The April 2019 UNIT: Incursions boxset is less heavily themed than others, and is essentially three stories over four discs. The headline is the appearance of River Song; for that we wait until the two-part final story. On the way we have some other horrors to deal with.
UNIT Incursions

The first of the incursions is the Jonathan Morris story This Sleep of Death (a nod to Shakespeare’s Hamlet) and a follow-up (of sorts) to his main range story Static. You don’t need to have heard Static to follow this story, but once you’ve heard this, I suspect Static will hold few surprises.
It’s a dark setting, though one avoiding too much introspection or ethical analysis (it involves returning dead people). There’s an easter egg near the end and a moderate final ending, with the door kept just about open for another return if needed. I found it very dark for UNIT, and wonder just how it would sound in a Torchwood story, and how far it would go in exploring the deeper implications.

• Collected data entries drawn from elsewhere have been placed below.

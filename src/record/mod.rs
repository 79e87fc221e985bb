pub mod rocks;

pub use rocks::RocksRecordLog;

use anyhow::Result;

use crate::codec::StoredRecord;

/// Append-only log of call records, ordered by insertion time.
///
/// The log supports no update or delete: "the current cached value" for a
/// descriptor hash is defined as the most recently inserted matching record.
/// Implementations must be safe for concurrent readers and writers; two
/// writers racing on the same hash both land, and read-time recency picks a
/// winner.
pub trait RecordLog: Send + Sync {
    /// Append a record.
    fn insert(&self, record: &StoredRecord) -> Result<()>;

    /// The most recently inserted record whose descriptor hash matches.
    fn find_latest(&self, descriptor_hash: &str) -> Result<Option<StoredRecord>>;
}
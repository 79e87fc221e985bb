//! Sandboxed execution: Pack -> Generate Scripts -> Launch -> Collect -> Cleanup.
//!
//! The whole working tree lives in a call-scoped temporary directory whose
//! RAII guard removes it on every exit path, packaging failures and container
//! failures included.

pub mod pack;
pub mod script;

pub use pack::SourceUnit;

use std::collections::BTreeMap;
use std::fs;
use std::io::Read;
use std::path::{Path, PathBuf};
use std::process::{Command, Stdio};
use std::thread;

use serde::Deserialize;
use serde_json::Value;
use tracing::{debug, info};

use crate::capture::{OutputCapture, RuntimeInfo, TeeWriter};
use crate::descriptor::ResolvedCall;
use crate::error::{EngineError, Result};
use script::{
    DriverScript, EnvScript, EnvVar, LaunchPlan, MountSpec, GUEST_CALL_DIR, GUEST_INPUTS_DIR,
    GUEST_OUTPUTS_DIR, GUEST_STORE_DIR, STORE_DIR_ENV,
};

/// One sandboxed invocation.
pub struct SandboxRequest<'a> {
    /// Container engine command or path from configuration.
    pub engine: &'a str,
    /// Container image to run in.
    pub image: &'a str,
    /// Host content-store root, bind-mounted for the function's own loads.
    pub store_root: &'a Path,
    /// Fixed name the packaged entry point re-exports.
    pub function_name: &'a str,
    pub source: &'a SourceUnit,
    pub resolved: &'a ResolvedCall,
}

#[derive(Deserialize)]
struct RetvalEnvelope {
    retval: Value,
}

/// Everything derived from the resolved arguments before launch: the
/// in-container kwargs bundle, the bind mounts, and the staged-output
/// copy-back list.
struct CallMapping {
    kwargs: BTreeMap<String, Value>,
    mounts: Vec<MountSpec>,
    outputs_to_copy: Vec<(PathBuf, PathBuf)>,
}

/// Run one call inside a container, returning its decoded return value and
/// captured console output.
pub fn run_in_container(request: &SandboxRequest) -> Result<(Value, RuntimeInfo)> {
    let temp = tempfile::Builder::new()
        .prefix("speicher_sandbox_")
        .tempdir()?;

    // Pack
    pack::package_source(request.source, request.function_name, temp.path())
        .map_err(EngineError::Sandbox)?;

    // Generate scripts
    let staging = temp.path().join("outputs");
    fs::create_dir(&staging)?;
    let mapping = map_arguments(request.resolved, request.store_root, temp.path(), &staging);

    fs::write(
        temp.path().join("kwargs.json"),
        serde_json::to_vec(&mapping.kwargs).map_err(|e| EngineError::Sandbox(e.into()))?,
    )?;

    let driver = DriverScript {
        function: request.function_name.to_string(),
    };
    fs::write(temp.path().join("run.py"), driver.render())?;

    let env_script = EnvScript {
        env: vec![
            EnvVar {
                name: STORE_DIR_ENV.to_string(),
                value: GUEST_STORE_DIR.to_string(),
            },
            EnvVar {
                name: "PYTHONPATH".to_string(),
                value: format!("{}/function_src/_local_modules", GUEST_CALL_DIR),
            },
        ],
        runtime: request.source.runtime.clone(),
        driver: format!("{}/run.py", GUEST_CALL_DIR),
    };
    fs::write(temp.path().join("run.sh"), env_script.render())?;

    // Resolve the engine from PATH, falling back to the configured name as-is.
    let engine_path =
        which::which(request.engine).unwrap_or_else(|_| PathBuf::from(request.engine));

    let plan = LaunchPlan {
        engine: engine_path,
        image: request.image.to_string(),
        mounts: mapping.mounts,
        command: vec!["bash".to_string(), format!("{}/run.sh", GUEST_CALL_DIR)],
    };
    let launcher = temp.path().join("launch.sh");
    fs::write(&launcher, plan.render())?;

    // Launch
    info!(
        operation = "sandbox.launch",
        function = %request.function_name,
        image = %request.image,
        "launching container"
    );

    let capture = OutputCapture::new();
    let mut child = Command::new("bash")
        .arg(&launcher)
        .stdout(Stdio::piped())
        .stderr(Stdio::piped())
        .spawn()?;

    let out_thread = tee_stream(
        child.stdout.take().expect("stdout was piped"),
        capture.stdout_writer(),
    );
    let err_thread = tee_stream(
        child.stderr.take().expect("stderr was piped"),
        capture.stderr_writer(),
    );

    let status = child.wait()?;
    let _ = out_thread.join();
    let _ = err_thread.join();
    let runtime_info = capture.finish();

    // Collect
    if !status.success() {
        let code = status.code().unwrap_or(-1);
        return Err(EngineError::ContainerExecutionFailed { code });
    }

    let retval_bytes = fs::read(temp.path().join("retval.json"))?;
    let envelope: RetvalEnvelope = serde_json::from_slice(&retval_bytes)
        .map_err(|e| EngineError::Sandbox(anyhow::anyhow!("invalid result file: {}", e)))?;

    for (staged, destination) in &mapping.outputs_to_copy {
        if staged.exists() {
            fs::copy(staged, destination)?;
            debug!(
                operation = "sandbox.collect",
                "copied {} -> {}",
                staged.display(),
                destination.display()
            );
        }
    }

    // Cleanup happens when `temp` drops, on this and every earlier return.
    Ok((envelope.retval, runtime_info))
}

/// Rewrite file-valued arguments to their fixed in-container paths and build
/// the corresponding bind mounts.
fn map_arguments(
    resolved: &ResolvedCall,
    store_root: &Path,
    call_dir: &Path,
    staging: &Path,
) -> CallMapping {
    let mut kwargs = resolved.parameters.clone();
    let mut mounts = vec![
        MountSpec {
            host: store_root.to_path_buf(),
            guest: GUEST_STORE_DIR.to_string(),
            readonly: false,
        },
        MountSpec {
            host: call_dir.to_path_buf(),
            guest: GUEST_CALL_DIR.to_string(),
            readonly: false,
        },
    ];

    for (name, host_path) in &resolved.inputs {
        let guest = format!("{}/{}{}", GUEST_INPUTS_DIR, name, extension_of(host_path));
        kwargs.insert(name.clone(), Value::String(guest.clone()));
        mounts.push(MountSpec {
            host: host_path.clone(),
            guest,
            readonly: true,
        });
    }

    mounts.push(MountSpec {
        host: staging.to_path_buf(),
        guest: GUEST_OUTPUTS_DIR.to_string(),
        readonly: false,
    });

    let mut outputs_to_copy = Vec::new();
    for (name, handle) in &resolved.outputs {
        let destination = match handle.path() {
            Some(path) => path.to_path_buf(),
            None => continue,
        };
        let ext = extension_of(&destination);
        kwargs.insert(
            name.clone(),
            Value::String(format!("{}/{}{}", GUEST_OUTPUTS_DIR, name, ext)),
        );
        outputs_to_copy.push((staging.join(format!("{}{}", name, ext)), destination));
    }

    CallMapping {
        kwargs,
        mounts,
        outputs_to_copy,
    }
}

/// Preserve the host file's extension on its fixed in-container name.
fn extension_of(path: &Path) -> String {
    match path.extension() {
        Some(ext) => format!(".{}", ext.to_string_lossy()),
        None => String::new(),
    }
}

/// Forward a child stream to the real one while buffering it in full.
fn tee_stream<R: Read + Send + 'static>(
    mut reader: R,
    mut writer: TeeWriter,
) -> thread::JoinHandle<()> {
    thread::spawn(move || {
        use std::io::Write;
        let mut buf = [0u8; 8192];
        loop {
            match reader.read(&mut buf) {
                Ok(0) => break,
                Ok(n) => {
                    let _ = writer.write_all(&buf[..n]);
                }
                Err(_) => break,
            }
        }
    })
}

The Lisa McMullin story Tempest (and Shakespeare is still with us) is lighted in tone but with no less serious elements. The weather is misbehaving, Kate is having problems on an oil-rig while Osgood and Sam are meeting an eccentric woman on a remote Scottish island.
There are moments of humour (think talking chimneys and some flying) but also a clash between UNIT ideals and capitalist imperatives. The political element is there if you look and perhaps the seed for future funding problems for UNIT (?) but beyond that it’s a story of pulling the rabbit out of the hat one last time. Let’s just say Kate Stewart doesn’t win any friends as she attempts to get her own way.

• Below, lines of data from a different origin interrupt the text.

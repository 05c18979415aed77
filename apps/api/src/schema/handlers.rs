//! Axum route handlers for the Schema API.

use axum::{
    body::Body,
    http::{header, StatusCode},
    response::Response,
    Json,
};
use serde::Serialize;
use tracing::info;

use crate::errors::AppError;
use crate::models::business::ServiceType;
use crate::schema::document::LocalBusinessDocument;
use crate::schema::export::{attachment_disposition, download_filename, PASTE_INSTRUCTIONS};
use crate::schema::form::BusinessForm;
use crate::schema::generator::generate;

// ────────────────────────────────────────────────────────────────────────────
// Response types
// ────────────────────────────────────────────────────────────────────────────

#[derive(Debug, Serialize)]
pub struct ServiceTypeOption {
    pub key: &'static str,
    pub label: &'static str,
    pub display_name: &'static str,
}

#[derive(Debug, Serialize)]
pub struct GenerateResponse {
    /// Paste-ready `<script type="application/ld+json">` block.
    pub html: String,
    pub document: LocalBusinessDocument,
    pub download_filename: String,
    pub instructions: &'static str,
}

// ────────────────────────────────────────────────────────────────────────────
// Handlers
// ────────────────────────────────────────────────────────────────────────────

/// GET /api/v1/schema/service-types
///
/// Lists the categories the form may offer, in display order.
pub async fn handle_service_types() -> Json<Vec<ServiceTypeOption>> {
    Json(
        ServiceType::ALL
            .into_iter()
            .map(|service| ServiceTypeOption {
                key: service.key(),
                label: service.schema_type(),
                display_name: service.display_name(),
            })
            .collect(),
    )
}

/// POST /api/v1/schema/generate
///
/// Returns the script block together with the object graph it was built from,
/// so the form can show the code and offer a download.
pub async fn handle_generate(
    Json(form): Json<BusinessForm>,
) -> Result<Json<GenerateResponse>, AppError> {
    let record = form.into_record()?;
    let markup = generate(&record)?;

    info!(
        "Generated {} schema for '{}'",
        markup.document.schema_type, record.name
    );

    Ok(Json(GenerateResponse {
        html: markup.html,
        document: markup.document,
        download_filename: download_filename(&record.name),
        instructions: PASTE_INSTRUCTIONS,
    }))
}

/// POST /api/v1/schema/download
///
/// Same generation as `/generate`, returned as an HTML file attachment.
pub async fn handle_download(Json(form): Json<BusinessForm>) -> Result<Response, AppError> {
    let record = form.into_record()?;
    let html = generate(&record)?.html;
    let filename = download_filename(&record.name);

    info!("Serving schema download '{filename}'");

    Response::builder()
        .status(StatusCode::OK)
        .header(header::CONTENT_TYPE, "text/html; charset=utf-8")
        .header(header::CONTENT_DISPOSITION, attachment_disposition(&filename))
        .body(Body::from(html))
        .map_err(|e| AppError::Internal(anyhow::anyhow!("Failed to build download response: {e}")))
}

#[cfg(test)]
mod tests {
    use axum::{
        body::Body,
        http::{header, Request, StatusCode},
        Router,
    };
    use serde_json::{json, Value};
    use tower::ServiceExt; // for oneshot

    use crate::config::Config;
    use crate::routes::build_router;
    use crate::state::AppState;

    fn test_app() -> Router {
        build_router(AppState {
            config: Config {
                port: 0,
                rust_log: "info".to_string(),
                max_body_bytes: 4096,
            },
        })
    }

    fn post_json(uri: &str, body: &Value) -> Request<Body> {
        Request::builder()
            .method("POST")
            .uri(uri)
            .header(header::CONTENT_TYPE, "application/json")
            .body(Body::from(body.to_string()))
            .unwrap()
    }

    async fn body_text(response: axum::response::Response) -> String {
        let bytes = axum::body::to_bytes(response.into_body(), usize::MAX)
            .await
            .expect("Failed to read response body");
        String::from_utf8(bytes.to_vec()).expect("body should be UTF-8")
    }

    fn joes_plumbing() -> Value {
        json!({
            "name": "Joe's Plumbing",
            "service_type": "plumber",
            "phone": "555-1234",
            "url": "https://joesplumbing.com",
            "email": "",
            "address": {
                "street": "1 Main St",
                "city": "Springfield",
                "state": "il",
                "zip": "62704"
            },
            "hours": {}
        })
    }

    #[tokio::test]
    async fn test_health() {
        let response = test_app()
            .oneshot(Request::builder().uri("/health").body(Body::empty()).unwrap())
            .await
            .unwrap();
        assert_eq!(response.status(), StatusCode::OK);

        let body: Value = serde_json::from_str(&body_text(response).await).unwrap();
        assert_eq!(body["status"], "ok");
    }

    #[tokio::test]
    async fn test_service_types_lists_all_categories() {
        let response = test_app()
            .oneshot(
                Request::builder()
                    .uri("/api/v1/schema/service-types")
                    .body(Body::empty())
                    .unwrap(),
            )
            .await
            .unwrap();
        assert_eq!(response.status(), StatusCode::OK);

        let body: Value = serde_json::from_str(&body_text(response).await).unwrap();
        let keys: Vec<&str> = body
            .as_array()
            .unwrap()
            .iter()
            .map(|option| option["key"].as_str().unwrap())
            .collect();
        assert_eq!(keys, vec!["plumber", "roofer", "electrician", "hvac", "general"]);
        assert_eq!(body[1]["display_name"], "Roofing Contractor");
    }

    #[tokio::test]
    async fn test_generate_end_to_end() {
        let response = test_app()
            .oneshot(post_json("/api/v1/schema/generate", &joes_plumbing()))
            .await
            .unwrap();
        assert_eq!(response.status(), StatusCode::OK);

        let body: Value = serde_json::from_str(&body_text(response).await).unwrap();
        assert_eq!(body["document"]["@type"], "Plumber");
        assert_eq!(body["document"]["address"]["addressRegion"], "IL");
        assert!(body["document"].get("email").is_none());
        assert_eq!(body["document"]["openingHoursSpecification"], json!([]));
        assert_eq!(body["download_filename"], "joe's_plumbing_schema.html");
        assert!(body["instructions"].as_str().unwrap().contains("<head>"));

        let html = body["html"].as_str().unwrap();
        assert!(html.starts_with("<script type=\"application/ld+json\">"));
        assert!(html.ends_with("</script>"));
    }

    #[tokio::test]
    async fn test_generate_drops_partial_hours() {
        let mut form = joes_plumbing();
        form["hours"] = json!({
            "monday": { "open": "09:00", "close": "17:00" },
            "tuesday": { "open": "09:00" }
        });

        let response = test_app()
            .oneshot(post_json("/api/v1/schema/generate", &form))
            .await
            .unwrap();
        assert_eq!(response.status(), StatusCode::OK);

        let body: Value = serde_json::from_str(&body_text(response).await).unwrap();
        let specs = body["document"]["openingHoursSpecification"]
            .as_array()
            .unwrap();
        assert_eq!(specs.len(), 1);
        assert_eq!(specs[0]["dayOfWeek"], "Monday");
    }

    #[tokio::test]
    async fn test_generate_unknown_day_is_bad_request() {
        let mut form = joes_plumbing();
        form["hours"] = json!({ "someday": { "open": "09:00", "close": "17:00" } });

        let response = test_app()
            .oneshot(post_json("/api/v1/schema/generate", &form))
            .await
            .unwrap();
        assert_eq!(response.status(), StatusCode::BAD_REQUEST);

        let body: Value = serde_json::from_str(&body_text(response).await).unwrap();
        assert_eq!(body["error"]["code"], "VALIDATION_ERROR");
    }

    #[tokio::test]
    async fn test_generate_non_object_hours_rejected() {
        let mut form = joes_plumbing();
        form["hours"] = json!("mon-fri 9-5");

        let response = test_app()
            .oneshot(post_json("/api/v1/schema/generate", &form))
            .await
            .unwrap();
        assert_eq!(response.status(), StatusCode::UNPROCESSABLE_ENTITY);
    }

    #[tokio::test]
    async fn test_generate_oversized_body_rejected() {
        let mut form = joes_plumbing();
        form["name"] = json!("x".repeat(8192));

        let response = test_app()
            .oneshot(post_json("/api/v1/schema/generate", &form))
            .await
            .unwrap();
        assert_eq!(response.status(), StatusCode::PAYLOAD_TOO_LARGE);
    }

    #[tokio::test]
    async fn test_download_returns_attachment() {
        let response = test_app()
            .oneshot(post_json("/api/v1/schema/download", &joes_plumbing()))
            .await
            .unwrap();
        assert_eq!(response.status(), StatusCode::OK);
        assert_eq!(
            response.headers()[header::CONTENT_TYPE],
            "text/html; charset=utf-8"
        );
        assert_eq!(
            response.headers()[header::CONTENT_DISPOSITION],
            "attachment; filename=\"joe's_plumbing_schema.html\""
        );

        let html = body_text(response).await;
        assert!(html.contains("\"@type\": \"Plumber\""));
        assert!(html.contains("\"addressRegion\": \"IL\""));
    }

    #[tokio::test]
    async fn test_generate_and_download_emit_same_markup() {
        let mut form = joes_plumbing();
        form["name"] = json!("<!--<script> Plumbing");
        form["hours"] = json!({ "friday": { "open": "08:00", "close": "16:00" } });

        let generated = test_app()
            .oneshot(post_json("/api/v1/schema/generate", &form))
            .await
            .unwrap();
        let body: Value = serde_json::from_str(&body_text(generated).await).unwrap();

        let downloaded = test_app()
            .oneshot(post_json("/api/v1/schema/download", &form))
            .await
            .unwrap();
        let html = body_text(downloaded).await;

        assert_eq!(body["html"], html.as_str());
        assert!(!html.contains("<!--"));
    }

    #[tokio::test]
    async fn test_unknown_route_is_not_found() {
        let response = test_app()
            .oneshot(Request::builder().uri("/nope").body(Body::empty()).unwrap())
            .await
            .unwrap();
        assert_eq!(response.status(), StatusCode::NOT_FOUND);
    }
}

Guy Adams eschews the chance for a Shakespearean title in The Power of River Song and in many ways also avoids writing a decent story. By his own very high standards this isn’t his best work by a long way.
River herself is ambiguously presented, part of which is the plot but mostly she seems reduced to being a set of cliches. Osgood adds little and there’s a wasted thread involving Jacqui McGee (Tracey Wiles) and dinosaurs and vikings (who speak English despite the lack of translation tech). Much of the story feels like either a one-parter suddenly extended to two with much padding or a more complex UNIT story in which River Song was dropped.
It’s not all doom and gloom. Kate Stewart has plenty to do and in a very timey-wimey (if fatalistic) manner, there’s more sense UNIT isn’t the biggest dog in town, and when River does get a chance Alex Kingston is as wonderful as ever.
Overall
It’s a decent enough set of stories, but we’ve been spoiled in recent years, and this is merely good rather than very good.